Doce años a lomos del siglo XXI
nos da una perspectiva amplia para echar una mirada a la última centuria y
sacar conclusiones.
Desde el inicio de mil
novecientos y siguiendo un año tras otro hasta culminar el siglo, lo primero que
llama la atención son la cantidad de enfrentamientos bélicos que hubo. La
locura se adueñó de los hombres y los arrastró a una sucesión de guerras que
durante cien años apenas ha habido un lustro de tregua. (Claro que mirando
siglos anteriores tampoco es que fueran mucho más sosegados).
Para los españoles fue un siglo desdichado.
Aunque no mucho peor que para el resto del mundo. A algunos de los países que
nos rodean, posiblemente aun les fue peor. Y muchos países más alejados tampoco
es que puedan sentirse libres de la maldición, puesto que la tragedia, sin tregua
ni descanso, para ellos todavía sigue activa.
Para España, el siglo comenzó perdiendo
las últimas posesiones que a duras penas aun reteníamos, con repercusiones
económicas terribles para la clase adinerada.
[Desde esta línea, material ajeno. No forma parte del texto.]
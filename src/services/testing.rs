//! In-memory collaborators and fixtures shared by unit tests.

use crate::{
    db,
    models::{
        object::{StoredObject, Visibility},
        thumbnail::ThumbnailRecord,
    },
    services::{
        object_store::{ObjectStore, StorageError, StorageResult},
        record_table::{RecordTable, ScanPage, TableError, TableResult},
    },
};
use async_trait::async_trait;
use bytes::Bytes;
use chrono::Utc;
use image::{DynamicImage, ImageFormat, Rgb, RgbImage};
use sqlx::{SqlitePool, sqlite::SqlitePoolOptions};
use std::{
    collections::HashMap,
    io,
    sync::{
        Arc, Mutex,
        atomic::{AtomicUsize, Ordering},
    },
};
use uuid::Uuid;

/// Single-connection in-memory SQLite with the object schema applied.
///
/// One connection only: every `sqlite::memory:` connection is its own database.
pub async fn sqlite_pool() -> Arc<SqlitePool> {
    let pool = SqlitePoolOptions::new()
        .max_connections(1)
        .connect("sqlite::memory:")
        .await
        .unwrap();
    db::apply_object_schema(&pool).await.unwrap();
    Arc::new(pool)
}

pub fn jpeg_bytes(width: u32, height: u32) -> Bytes {
    let image = DynamicImage::ImageRgb8(RgbImage::from_fn(width, height, |x, y| {
        Rgb([(x % 256) as u8, (y % 256) as u8, 128])
    }));
    let bytes = crate::services::codec::encode(&image, ImageFormat::Jpeg).unwrap();
    Bytes::from(bytes)
}

#[derive(Default)]
pub struct MemoryObjectStore {
    objects: Mutex<HashMap<(String, String), (StoredObject, Bytes)>>,
    reject_writes: bool,
    gets: AtomicUsize,
    puts: AtomicUsize,
}

impl MemoryObjectStore {
    pub fn rejecting_writes() -> Self {
        Self {
            reject_writes: true,
            ..Self::default()
        }
    }

    /// Seed an object without counting it as a `put`.
    pub fn insert(&self, bucket: &str, key: &str, body: Bytes) {
        let object = stored_object(bucket, key, &body, "application/octet-stream", Visibility::Private);
        self.objects
            .lock()
            .unwrap()
            .insert((bucket.to_string(), key.to_string()), (object, body));
    }

    pub fn object(&self, bucket: &str, key: &str) -> Option<(StoredObject, Bytes)> {
        self.objects
            .lock()
            .unwrap()
            .get(&(bucket.to_string(), key.to_string()))
            .cloned()
    }

    pub fn get_calls(&self) -> usize {
        self.gets.load(Ordering::SeqCst)
    }

    pub fn put_calls(&self) -> usize {
        self.puts.load(Ordering::SeqCst)
    }
}

fn stored_object(
    bucket: &str,
    key: &str,
    body: &Bytes,
    content_type: &str,
    visibility: Visibility,
) -> StoredObject {
    StoredObject {
        id: Uuid::new_v4(),
        bucket: bucket.to_string(),
        key: key.to_string(),
        content_type: Some(content_type.to_string()),
        size_bytes: body.len() as i64,
        etag: Some(format!("{:x}", md5::compute(body))),
        visibility,
        last_modified: Utc::now(),
    }
}

#[async_trait]
impl ObjectStore for MemoryObjectStore {
    async fn get(&self, bucket: &str, key: &str) -> StorageResult<Bytes> {
        self.gets.fetch_add(1, Ordering::SeqCst);
        self.object(bucket, key)
            .map(|(_, body)| body)
            .ok_or_else(|| StorageError::ObjectNotFound {
                bucket: bucket.to_string(),
                key: key.to_string(),
            })
    }

    async fn put(
        &self,
        bucket: &str,
        key: &str,
        body: Bytes,
        content_type: &str,
        visibility: Visibility,
    ) -> StorageResult<StoredObject> {
        self.puts.fetch_add(1, Ordering::SeqCst);
        if self.reject_writes {
            return Err(StorageError::Io(io::Error::other("write rejected")));
        }
        let object = stored_object(bucket, key, &body, content_type, visibility);
        self.objects
            .lock()
            .unwrap()
            .insert((bucket.to_string(), key.to_string()), (object.clone(), body));
        Ok(object)
    }

    fn object_url(&self, bucket: &str, key: &str) -> String {
        format!("http://objects.test/{bucket}/{key}")
    }
}

/// Insertion-ordered table; continuation tokens are item offsets.
pub struct MemoryRecordTable {
    items: Mutex<Vec<ThumbnailRecord>>,
    page_size: usize,
    failing: bool,
    scans: AtomicUsize,
}

impl Default for MemoryRecordTable {
    fn default() -> Self {
        Self::with_page_size(100)
    }
}

impl MemoryRecordTable {
    pub fn with_page_size(page_size: usize) -> Self {
        Self {
            items: Mutex::new(Vec::new()),
            page_size: page_size.max(1),
            failing: false,
            scans: AtomicUsize::new(0),
        }
    }

    /// Every operation fails with a backend error.
    pub fn failing() -> Self {
        Self {
            failing: true,
            ..Self::default()
        }
    }

    pub fn insert(&self, record: ThumbnailRecord) {
        self.items.lock().unwrap().push(record);
    }

    pub fn records(&self) -> Vec<ThumbnailRecord> {
        self.items.lock().unwrap().clone()
    }

    pub fn len(&self) -> usize {
        self.items.lock().unwrap().len()
    }

    pub fn scan_calls(&self) -> usize {
        self.scans.load(Ordering::SeqCst)
    }

    fn check(&self) -> TableResult<()> {
        if self.failing {
            Err(TableError::Sqlx(sqlx::Error::PoolTimedOut))
        } else {
            Ok(())
        }
    }
}

#[async_trait]
impl RecordTable for MemoryRecordTable {
    async fn put_item(&self, record: &ThumbnailRecord) -> TableResult<()> {
        self.check()?;
        self.insert(record.clone());
        Ok(())
    }

    async fn get_item(&self, id: Uuid) -> TableResult<Option<ThumbnailRecord>> {
        self.check()?;
        Ok(self.records().into_iter().find(|r| r.id == id))
    }

    async fn delete_item(&self, id: Uuid) -> TableResult<bool> {
        self.check()?;
        let mut items = self.items.lock().unwrap();
        let before = items.len();
        items.retain(|r| r.id != id);
        Ok(items.len() != before)
    }

    async fn scan(&self, continuation_token: Option<&str>) -> TableResult<ScanPage> {
        self.scans.fetch_add(1, Ordering::SeqCst);
        self.check()?;
        let start = match continuation_token {
            Some(token) => token
                .parse::<usize>()
                .map_err(|_| TableError::InvalidContinuationToken(token.to_string()))?,
            None => 0,
        };
        let items = self.items.lock().unwrap();
        let end = (start + self.page_size).min(items.len());
        let page = items.get(start..end).unwrap_or_default().to_vec();
        let next_token = (end < items.len()).then(|| end.to_string());
        Ok(ScanPage {
            items: page,
            next_token,
        })
    }
}
//! Read and delete access to persisted thumbnail records.

use crate::{
    models::thumbnail::ThumbnailRecord,
    services::record_table::{RecordTable, TableError},
};
use std::sync::Arc;
use thiserror::Error;
use uuid::Uuid;

#[derive(Debug, Error)]
pub enum RecordError {
    #[error("thumbnail record `{0}` not found")]
    NotFound(Uuid),
    #[error(transparent)]
    Table(#[from] TableError),
}

#[derive(Clone)]
pub struct ThumbnailRecords {
    table: Arc<dyn RecordTable>,
}

impl ThumbnailRecords {
    pub fn new(table: Arc<dyn RecordTable>) -> Self {
        Self { table }
    }

    pub async fn get(&self, id: Uuid) -> Result<ThumbnailRecord, RecordError> {
        self.table
            .get_item(id)
            .await?
            .ok_or(RecordError::NotFound(id))
    }

    /// Every record in the table, following continuation tokens until the
    /// scan is exhausted. Pages are concatenated in the order the table
    /// returns them.
    pub async fn list_all(&self) -> Result<Vec<ThumbnailRecord>, RecordError> {
        let mut records = Vec::new();
        let mut token: Option<String> = None;
        loop {
            let page = self.table.scan(token.as_deref()).await?;
            records.extend(page.items);
            match page.next_token {
                Some(next) => token = Some(next),
                None => break,
            }
        }
        Ok(records)
    }

    /// Removes the record only. The thumbnail object it points at stays in
    /// the object store.
    pub async fn delete(&self, id: Uuid) -> Result<Uuid, RecordError> {
        if self.table.delete_item(id).await? {
            Ok(id)
        } else {
            Err(RecordError::NotFound(id))
        }
    }
}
Pero el pueblo, los humildes, no
tardarían en acusar las consecuencias de las catástrofes que, ajenos a los
movimientos de capitales, lo que acusaron fue la escasez y carestía de los
pocos productos a los que tenían acceso.
Los españoles de la época, tal
vez por su carácter curtido ante la adversidad, o porque desde siempre se han
sentido olvidados de sus gobernantes, se tomaron las desventuras con cierta
filosofía, haciéndose popular la expresión “más se perdió en Cuba”, que les servía
para calmar la desesperación ante las desgracias, y al mismo tiempo les
permitía sobrellevar la carga de la impotencia ante el infortunio.
En los primeros años del siglo
pasado todavía no se conocía la globalización tal como la entendemos hoy,
claro, lo que no quiere decir que las tragedias allende nuestras fronteras no
tuvieran repercusiones sobre nosotros.
El malestar en Europa era
general. Las tendencias socialistas comenzaba a tomar forma, y con mayor fuerza
aun, las anarquistas. La acción de uno de estos exaltados en Sarajevo fue el
detonante de la primera gran guerra.
Durante esta conflagración, en la
que España no participó, muchos pequeños industriales españoles tuvieron que
cerrar sus empresas por escasez de materia prima o imposibilidad de adquirir la
maquinaria necesaria para elaborarla.
La guadaña alcanzaba más allá de
los campos de batalla.
Fueron signos evidentes de la
dependencia que tenemos unos países de otros. Pero la globalización, por mucho
que algunos se empeñen en hacernos ver como una corriente desfavorable, tiene
también aspectos beneficiosos.
Sería ocioso querer enumerar aquí
los beneficios que disfrutamos de esa dependencia; baste decir que el bienestar
y adelantos que hoy nos rodean, tanto técnicos, como sociales o humanos, son
fruto de la globalización. Todos nos beneficiamos de los progresos de los
demás.
Y, lamentablemente, también nos
perjudicamos de las calamidades de los otros.
Nuestra guerra nos sumió en un
estado de excepción, cuyas consecuencias en toda su extensión, como todas las
guerras (in)civiles, durará más de cien años. Una carga demasiada pesada para
más de cuatro generaciones.
La guerra mundial, más larga, más
cruenta, pero con menos secuelas personales que la nuestra, tras los efectos
tan devastadores llevó a la Humanidad a pretender abolir la guerra por decreto…
sin conseguirlo, porque desde entonces, las guerras se han intensificado por
todo el planeta en sus más diversas facetas. Sin tregua.